Designer [very quietly]: Like a swastika?

Publicity: I don’t like those football shorts, they look silly, and it’s very old-fashioned. Isn’t there a sexier image?

Sales: Oooh. Can we use modern footballers, and do a sort of Instagram photo treatment to make it look old?

Editor and designer, in chorus: NO.

High-up person: Why don’t we do a photoshoot with a modern footballer, like David Beckham, in Second World War gear?

Editor: Because you gave me a budget of £250.

Publicity: Let’s see some other options.

Fourth cover meeting

Editor, slumped in chair: It’s the Nazi football book again.

[Chorus of groans]

Designer: I’ve done nineteen alternative treatments this time. This one has a montage of searchlights and barbed wire, these ones have every photo of a 1940s footballer available for free off Shutterstock, this one is entirely typographic, this is Wayne Rooney photoshopped onto the trenches of Ypres –

Editor, through teeth: Wrong war.

Designer: This one is a picture of a rose for some symbolic reason that the editor told me about, this one is a football exploding when it’s shot, this is a bullet being kicked into a goal…

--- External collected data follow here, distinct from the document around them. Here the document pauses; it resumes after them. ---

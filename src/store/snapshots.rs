//! Salary snapshot store.
//!
//! One snapshot per worker-month. Status changes go through
//! [`SnapshotStore::transition`], a conditional update that only applies when
//! the stored version still matches what the caller last saw.

use std::collections::BTreeMap;
use std::sync::{PoisonError, RwLock};

use chrono::{DateTime, Utc};
use serde::Deserialize;
use tracing::{debug, info};
use uuid::Uuid;

use crate::error::{PayrollError, PayrollResult};
use crate::models::{SalaryComputation, SalarySnapshot, SnapshotKey, SnapshotStatus};

/// Criteria for [`SnapshotStore::list`]. Unset fields match everything.
#[derive(Debug, Clone, Default, PartialEq, Deserialize)]
#[serde(rename_all = "camelCase")]
pub struct SnapshotFilter {
    /// Only this worker.
    pub worker_id: Option<String>,
    /// Only this year.
    pub year: Option<i32>,
    /// Only this month.
    pub month: Option<u32>,
    /// Only this status.
    pub status: Option<SnapshotStatus>,
}

impl SnapshotFilter {
    fn matches(&self, snapshot: &SalarySnapshot) -> bool {
        let c = &snapshot.computation;
        self.worker_id.as_deref().is_none_or(|id| c.worker_id == id)
            && self.year.is_none_or(|y| c.period.year() == y)
            && self.month.is_none_or(|m| c.period.month() == m)
            && self.status.is_none_or(|s| snapshot.status == s)
    }
}

/// Holds every salary snapshot in memory.
#[derive(Debug, Default)]
pub struct SnapshotStore {
    snapshots: RwLock<BTreeMap<SnapshotKey, SalarySnapshot>>,
}

fn not_found(key: &SnapshotKey) -> PayrollError {
    PayrollError::SnapshotNotFound {
        worker_id: key.worker_id.clone(),
        year: key.month.year(),
        month: key.month.month(),
    }
}

impl SnapshotStore {
    /// Creates an empty store.
    pub fn new() -> Self {
        Self::default()
    }

    /// Stores freshly computed figures as an `issued` snapshot.
    pub fn issue(&self, computation: SalaryComputation) -> PayrollResult<SalarySnapshot> {
        self.issue_at(computation, Utc::now())
    }

    /// Same as [`SnapshotStore::issue`] with an explicit clock.
    ///
    /// An existing `issued` or `approved` snapshot is replaced and goes back to
    /// `issued`, keeping its id. A `paid` snapshot is never recomputed.
    pub fn issue_at(
        &self,
        computation: SalaryComputation,
        now: DateTime<Utc>,
    ) -> PayrollResult<SalarySnapshot> {
        let key = SnapshotKey::new(computation.worker_id.clone(), computation.period);
        let mut snapshots = self.snapshots.write().unwrap_or_else(PoisonError::into_inner);

        let snapshot = match snapshots.get(&key) {
            Some(existing) if existing.status.is_final() => {
                return Err(PayrollError::SnapshotPaid {
                    worker_id: key.worker_id.clone(),
                    year: key.month.year(),
                    month: key.month.month(),
                });
            }
            Some(existing) => SalarySnapshot {
                id: existing.id,
                computation,
                status: SnapshotStatus::Issued,
                issued_at: now,
                approved_at: None,
                paid_at: None,
                version: existing.version + 1,
            },
            None => SalarySnapshot {
                id: Uuid::new_v4(),
                computation,
                status: SnapshotStatus::Issued,
                issued_at: now,
                approved_at: None,
                paid_at: None,
                version: 1,
            },
        };

        info!(
            worker_id = %key.worker_id,
            period = %key.month,
            version = snapshot.version,
            gross_pay = %snapshot.computation.gross_pay,
            "Salary snapshot issued"
        );
        snapshots.insert(snapshot.key(), snapshot.clone());
        Ok(snapshot)
    }

    /// Gets the snapshot for a worker-month.
    pub fn get(&self, key: &SnapshotKey) -> PayrollResult<SalarySnapshot> {
        self.snapshots
            .read()
            .unwrap_or_else(PoisonError::into_inner)
            .get(key)
            .cloned()
            .ok_or_else(|| not_found(key))
    }

    /// Lists snapshots matching `filter`, ordered by month then worker id.
    pub fn list(&self, filter: &SnapshotFilter) -> Vec<SalarySnapshot> {
        self.snapshots
            .read()
            .unwrap_or_else(PoisonError::into_inner)
            .values()
            .filter(|s| filter.matches(s))
            .cloned()
            .collect()
    }

    /// Moves the snapshot at `expected_version` to `next`.
    pub fn transition(
        &self,
        key: &SnapshotKey,
        expected_version: u64,
        next: SnapshotStatus,
    ) -> PayrollResult<SalarySnapshot> {
        self.transition_at(key, expected_version, next, Utc::now())
    }

    /// Same as [`SnapshotStore::transition`] with an explicit clock.
    ///
    /// Fails with `StaleSnapshot` if the snapshot was written since the
    /// caller read `expected_version` (a status change or a re-issue), and
    /// with `InvalidTransition` if `next` does not move the snapshot forward.
    pub fn transition_at(
        &self,
        key: &SnapshotKey,
        expected_version: u64,
        next: SnapshotStatus,
        now: DateTime<Utc>,
    ) -> PayrollResult<SalarySnapshot> {
        let mut snapshots = self.snapshots.write().unwrap_or_else(PoisonError::into_inner);
        let snapshot = snapshots.get_mut(key).ok_or_else(|| not_found(key))?;

        if snapshot.version != expected_version {
            return Err(PayrollError::StaleSnapshot {
                expected: expected_version,
                actual: snapshot.version,
            });
        }
        if !snapshot.status.can_advance_to(next) {
            return Err(PayrollError::InvalidTransition {
                from: snapshot.status,
                to: next,
            });
        }

        let from = snapshot.status;
        snapshot.status = next;
        snapshot.version += 1;
        match next {
            SnapshotStatus::Approved => snapshot.approved_at = Some(now),
            SnapshotStatus::Paid => snapshot.paid_at = Some(now),
            SnapshotStatus::Issued => {}
        }

        debug!(
            worker_id = %key.worker_id,
            period = %key.month,
            from = %from,
            to = %next,
            version = snapshot.version,
            "Salary snapshot transitioned"
        );
        Ok(snapshot.clone())
    }

    /// Approves an issued snapshot.
    pub fn approve(&self, key: &SnapshotKey) -> PayrollResult<SalarySnapshot> {
        let current = self.get(key)?;
        if current.status != SnapshotStatus::Issued {
            return Err(PayrollError::InvalidTransition {
                from: current.status,
                to: SnapshotStatus::Approved,
            });
        }
        self.transition(key, current.version, SnapshotStatus::Approved)
    }

    /// Marks a snapshot paid.
    ///
    /// Paying an already-paid snapshot returns it unchanged. When another
    /// caller writes the snapshot between the read and the update, it is
    /// re-read and the pay retried, so the figures paid are always the ones
    /// returned.
    pub fn pay(&self, key: &SnapshotKey) -> PayrollResult<SalarySnapshot> {
        loop {
            let current = self.get(key)?;
            if current.status.is_final() {
                debug!(worker_id = %key.worker_id, period = %key.month, "Snapshot already paid");
                return Ok(current);
            }
            match self.transition(key, current.version, SnapshotStatus::Paid) {
                Err(PayrollError::StaleSnapshot { .. }) => continue,
                result => return result,
            }
        }
    }
}

#[cfg(test)]
mod tests {
    use super::*;
    use crate::models::PayrollMonth;
    use rust_decimal::Decimal;
    use std::collections::BTreeMap;
    use std::str::FromStr;
    use std::sync::Arc;

    fn computation(worker: &str, year: i32, month: u32, gross: &str) -> SalaryComputation {
        let gross = Decimal::from_str(gross).unwrap();
        SalaryComputation {
            worker_id: worker.to_string(),
            period: PayrollMonth::new(year, month).unwrap(),
            total_man_days: Decimal::ONE,
            days_worked: 1,
            site_breakdown: BTreeMap::new(),
            daily_wage: gross,
            gross_pay: gross,
            withholding: Decimal::ZERO,
            net_pay: gross,
        }
    }

    fn key(worker: &str, year: i32, month: u32) -> SnapshotKey {
        SnapshotKey::new(worker, PayrollMonth::new(year, month).unwrap())
    }

    #[test]
    fn test_issue_creates_issued_snapshot() {
        let store = SnapshotStore::new();
        let snapshot = store.issue(computation("w-001", 2026, 1, "15000")).unwrap();
        assert_eq!(snapshot.status, SnapshotStatus::Issued);
        assert_eq!(snapshot.version, 1);
        assert_eq!(store.get(&key("w-001", 2026, 1)).unwrap(), snapshot);
    }

    #[test]
    fn test_reissue_replaces_and_resets_to_issued() {
        let store = SnapshotStore::new();
        let first = store.issue(computation("w-001", 2026, 1, "15000")).unwrap();
        store.approve(&key("w-001", 2026, 1)).unwrap();

        let second = store.issue(computation("w-001", 2026, 1, "30000")).unwrap();
        assert_eq!(second.id, first.id);
        assert_eq!(second.status, SnapshotStatus::Issued);
        assert_eq!(second.computation.gross_pay, Decimal::from_str("30000").unwrap());
        assert!(second.approved_at.is_none());
        assert_eq!(second.version, 3);
    }

    #[test]
    fn test_paid_snapshot_is_never_recomputed() {
        let store = SnapshotStore::new();
        store.issue(computation("w-001", 2026, 1, "15000")).unwrap();
        store.pay(&key("w-001", 2026, 1)).unwrap();

        let result = store.issue(computation("w-001", 2026, 1, "99999"));
        assert!(matches!(result, Err(PayrollError::SnapshotPaid { .. })));

        let stored = store.get(&key("w-001", 2026, 1)).unwrap();
        assert_eq!(stored.status, SnapshotStatus::Paid);
        assert_eq!(stored.computation.gross_pay, Decimal::from_str("15000").unwrap());
    }

    #[test]
    fn test_approve_then_pay() {
        let store = SnapshotStore::new();
        store.issue(computation("w-001", 2026, 1, "15000")).unwrap();

        let approved = store.approve(&key("w-001", 2026, 1)).unwrap();
        assert_eq!(approved.status, SnapshotStatus::Approved);
        assert!(approved.approved_at.is_some());

        let paid = store.pay(&key("w-001", 2026, 1)).unwrap();
        assert_eq!(paid.status, SnapshotStatus::Paid);
        assert!(paid.paid_at.is_some());
    }

    #[test]
    fn test_pay_directly_from_issued() {
        let store = SnapshotStore::new();
        store.issue(computation("w-001", 2026, 1, "15000")).unwrap();
        let paid = store.pay(&key("w-001", 2026, 1)).unwrap();
        assert_eq!(paid.status, SnapshotStatus::Paid);
    }

    #[test]
    fn test_pay_is_idempotent() {
        let store = SnapshotStore::new();
        store.issue(computation("w-001", 2026, 1, "15000")).unwrap();
        let first = store.pay(&key("w-001", 2026, 1)).unwrap();
        let second = store.pay(&key("w-001", 2026, 1)).unwrap();
        assert_eq!(first, second);
        assert_eq!(second.status, SnapshotStatus::Paid);
    }

    #[test]
    fn test_approve_paid_snapshot_rejected() {
        let store = SnapshotStore::new();
        store.issue(computation("w-001", 2026, 1, "15000")).unwrap();
        store.pay(&key("w-001", 2026, 1)).unwrap();

        let result = store.approve(&key("w-001", 2026, 1));
        assert!(matches!(
            result,
            Err(PayrollError::InvalidTransition {
                from: SnapshotStatus::Paid,
                to: SnapshotStatus::Approved
            })
        ));
    }

    #[test]
    fn test_transition_with_stale_version() {
        let store = SnapshotStore::new();
        let issued = store.issue(computation("w-001", 2026, 1, "15000")).unwrap();
        store.approve(&key("w-001", 2026, 1)).unwrap();

        let result = store.transition(&key("w-001", 2026, 1), issued.version, SnapshotStatus::Paid);
        assert!(matches!(
            result,
            Err(PayrollError::StaleSnapshot {
                expected: 1,
                actual: 2
            })
        ));
    }

    #[test]
    fn test_reissue_after_read_invalidates_transition() {
        let store = SnapshotStore::new();
        let seen = store.issue(computation("w-001", 2026, 1, "15000")).unwrap();
        store.issue(computation("w-001", 2026, 1, "30000")).unwrap();

        let result = store.transition(&key("w-001", 2026, 1), seen.version, SnapshotStatus::Paid);
        assert!(matches!(result, Err(PayrollError::StaleSnapshot { .. })));

        let stored = store.get(&key("w-001", 2026, 1)).unwrap();
        assert_eq!(stored.status, SnapshotStatus::Issued);
        assert_eq!(stored.computation.gross_pay, Decimal::from_str("30000").unwrap());

        let paid = store.pay(&key("w-001", 2026, 1)).unwrap();
        assert_eq!(paid.computation.gross_pay, Decimal::from_str("30000").unwrap());
    }

    #[test]
    fn test_transition_backwards_rejected() {
        let store = SnapshotStore::new();
        store.issue(computation("w-001", 2026, 1, "15000")).unwrap();
        let paid = store.pay(&key("w-001", 2026, 1)).unwrap();

        let result = store.transition(&key("w-001", 2026, 1), paid.version, SnapshotStatus::Issued);
        assert!(matches!(result, Err(PayrollError::InvalidTransition { .. })));
    }

    #[test]
    fn test_pay_missing_snapshot() {
        let store = SnapshotStore::new();
        let result = store.pay(&key("w-001", 2026, 1));
        assert!(matches!(result, Err(PayrollError::SnapshotNotFound { .. })));
    }

    #[test]
    fn test_list_filters_and_orders() {
        let store = SnapshotStore::new();
        store.issue(computation("w-002", 2026, 1, "18000")).unwrap();
        store.issue(computation("w-001", 2026, 2, "15000")).unwrap();
        store.issue(computation("w-001", 2026, 1, "15000")).unwrap();
        store.pay(&key("w-001", 2026, 1)).unwrap();

        let all = store.list(&SnapshotFilter::default());
        let order: Vec<(u32, &str)> = all
            .iter()
            .map(|s| (s.computation.period.month(), s.computation.worker_id.as_str()))
            .collect();
        assert_eq!(order, vec![(1, "w-001"), (1, "w-002"), (2, "w-001")]);

        let w001 = store.list(&SnapshotFilter {
            worker_id: Some("w-001".to_string()),
            ..Default::default()
        });
        assert_eq!(w001.len(), 2);

        let paid = store.list(&SnapshotFilter {
            status: Some(SnapshotStatus::Paid),
            ..Default::default()
        });
        assert_eq!(paid.len(), 1);

        let feb = store.list(&SnapshotFilter {
            year: Some(2026),
            month: Some(2),
            ..Default::default()
        });
        assert_eq!(feb.len(), 1);
        assert_eq!(feb[0].computation.worker_id, "w-001");
    }

    #[test]
    fn test_concurrent_pay_settles_once() {
        let store = Arc::new(SnapshotStore::new());
        store.issue(computation("w-001", 2026, 1, "15000")).unwrap();

        let handles: Vec<_> = (0..8)
            .map(|_| {
                let store = Arc::clone(&store);
                std::thread::spawn(move || store.pay(&key("w-001", 2026, 1)))
            })
            .collect();

        for handle in handles {
            let snapshot = handle.join().unwrap().unwrap();
            assert_eq!(snapshot.status, SnapshotStatus::Paid);
        }

        // issued (1) + one transition to paid (2)
        let stored = store.get(&key("w-001", 2026, 1)).unwrap();
        assert_eq!(stored.version, 2);
    }
}
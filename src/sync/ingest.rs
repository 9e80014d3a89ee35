//! Feed ingestion: circuit check, poll, normalize, deduplicate, commit.

use chrono::{DateTime, Utc};
use serde::Serialize;
use std::sync::{Arc, Mutex, PoisonError};
use std::time::Duration;
use tracing::{debug, info, warn};

use crate::config::{CircuitConfig, Config};
use crate::filter::{DeduplicationFilter, Deduplicate};
use crate::model::{normalize_indicator, Feed, FeedStatus, Threat};
use crate::rules::circuit::Transition;
use crate::store::{EntityKind, EntityStore, Stores};

use super::feeds::{poll_with_timeout, FeedSource};

/// Per-tick ingestion counters.
#[derive(Debug, Clone, Copy, Default, PartialEq, Eq, Serialize)]
pub struct IngestReport {
  pub polled: usize,
  /// Feeds skipped because their circuit is open
  pub skipped: usize,
  pub failed: usize,
  /// New indicators committed
  pub ingested: usize,
  /// Re-observed indicators merged into existing threats
  pub merged: usize,
  /// Records dropped at normalization
  pub rejected: usize,
}

/// Pulls indicator batches from active feeds into the threat store.
pub struct Ingestor {
  source: Arc<dyn FeedSource>,
  dedup: Mutex<DeduplicationFilter>,
  circuit: CircuitConfig,
  batch_size: usize,
  poll_timeout: Duration,
}

impl Ingestor {
  /// Build an ingestor whose duplicate filter is primed from `threats`.
  pub fn new(source: Arc<dyn FeedSource>, config: &Config, threats: &EntityStore<Threat>) -> Self {
    let mut dedup = DeduplicationFilter::new(
      &config.filter_sizing(EntityKind::Threat),
      config.dedup.confidence_increment,
    );
    let existing = threats.get_all();
    dedup.prime(existing.iter());
    debug!(primed = existing.len(), "threat filter primed");

    Self {
      source,
      dedup: Mutex::new(dedup),
      circuit: config.circuit.clone(),
      batch_size: config.sync.ingest_batch_size,
      poll_timeout: config.remote.timeout(),
    }
  }

  /// Poll every active feed whose circuit allows it.
  pub async fn run(&self, stores: &Stores, now: DateTime<Utc>) -> IngestReport {
    let mut report = IngestReport::default();

    for feed in stores.feeds.get_all() {
      if feed.status != FeedStatus::Active {
        continue;
      }
      if !feed.circuit.allows_request() {
        debug!(feed = %feed.id, "circuit open, skipping feed");
        report.skipped += 1;
        continue;
      }

      report.polled += 1;
      match poll_with_timeout(self.source.as_ref(), &feed, self.batch_size, self.poll_timeout).await {
        Ok(records) => {
          let before = report.ingested + report.merged;
          for record in records.into_iter().take(self.batch_size) {
            match normalize_indicator(record, &feed.id, now) {
              Some(threat) => self.commit(&stores.threats, threat, &mut report),
              None => report.rejected += 1,
            }
          }
          let committed = report.ingested + report.merged - before;
          self.record_poll(stores, &feed, now, Some(committed as u64));
        }
        Err(e) => {
          warn!(feed = %feed.id, error = %e, "feed poll failed");
          report.failed += 1;
          self.record_poll(stores, &feed, now, None);
        }
      }
    }

    let stats = self.dedup.lock().unwrap_or_else(PoisonError::into_inner).stats();
    debug!(
      checked = stats.checked,
      confirmation_queries = stats.confirmation_queries,
      duplicates = stats.duplicates,
      false_positives = stats.false_positives,
      "dedup stats"
    );
    report
  }

  fn commit(&self, threats: &EntityStore<Threat>, candidate: Threat, report: &mut IngestReport) {
    let outcome = self
      .dedup
      .lock()
      .unwrap_or_else(PoisonError::into_inner)
      .should_add(candidate, |key| threats.find(|t| t.natural_key() == key));

    if outcome.is_new {
      report.ingested += 1;
    } else {
      report.merged += 1;
    }
    threats.upsert(outcome.merged);
  }

  /// Write the poll outcome back onto the feed: `Some(committed)` on success,
  /// None on failure. Only the circuit and poll bookkeeping are touched, so
  /// telemetry updates are never lost.
  fn record_poll(&self, stores: &Stores, feed: &Feed, now: DateTime<Utc>, committed: Option<u64>) {
    let mut transition = None;
    let updated = stores.feeds.update(&feed.id, |current| {
      let mut next = current.clone();
      transition = match committed {
        Some(committed) => {
          next.last_polled = Some(now);
          next.records_ingested = next.records_ingested.saturating_add(committed);
          next.circuit.record_success()
        }
        None => next.circuit.record_failure(now, &self.circuit),
      };
      Some(next)
    });

    if let Err(e) = updated {
      debug!(error = %e, "feed removed during poll");
      return;
    }
    if let Some(Transition { from, to }) = transition {
      info!(feed = %feed.id, ?from, ?to, "circuit transition");
    }
  }

  pub fn dedup_stats(&self) -> crate::filter::DedupStats {
    self.dedup.lock().unwrap_or_else(PoisonError::into_inner).stats()
  }
}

High-up person: I like the rose.

Sales [carefully]: I don’t think a rose says ‘Nazis playing football’.

Editor: It has a thematic meaning in the context of the book.

High-up person: We should have the rose.

[All salespeople glare at editor.]

Publicity: The rose is pretty. It would look great on the shelf.

Marketing, desperately: What if we use the rose but put a football behind it? And maybe barbed wire over the top?

[Editor slumps further down into chair. Designer bites back a sob.]

Author phone call

Editor: I know… yeah, yeah… well, the rose has a thematic meaning in the context – No. No. Well, that’s what the cover meeting said. Right. I’m sorry you feel that way.

One year later

Marketing: This book hasn’t sold at all. Why did we use a rose on the cover? Surely it should have been much simpler. Something like… a football with a swastika on it.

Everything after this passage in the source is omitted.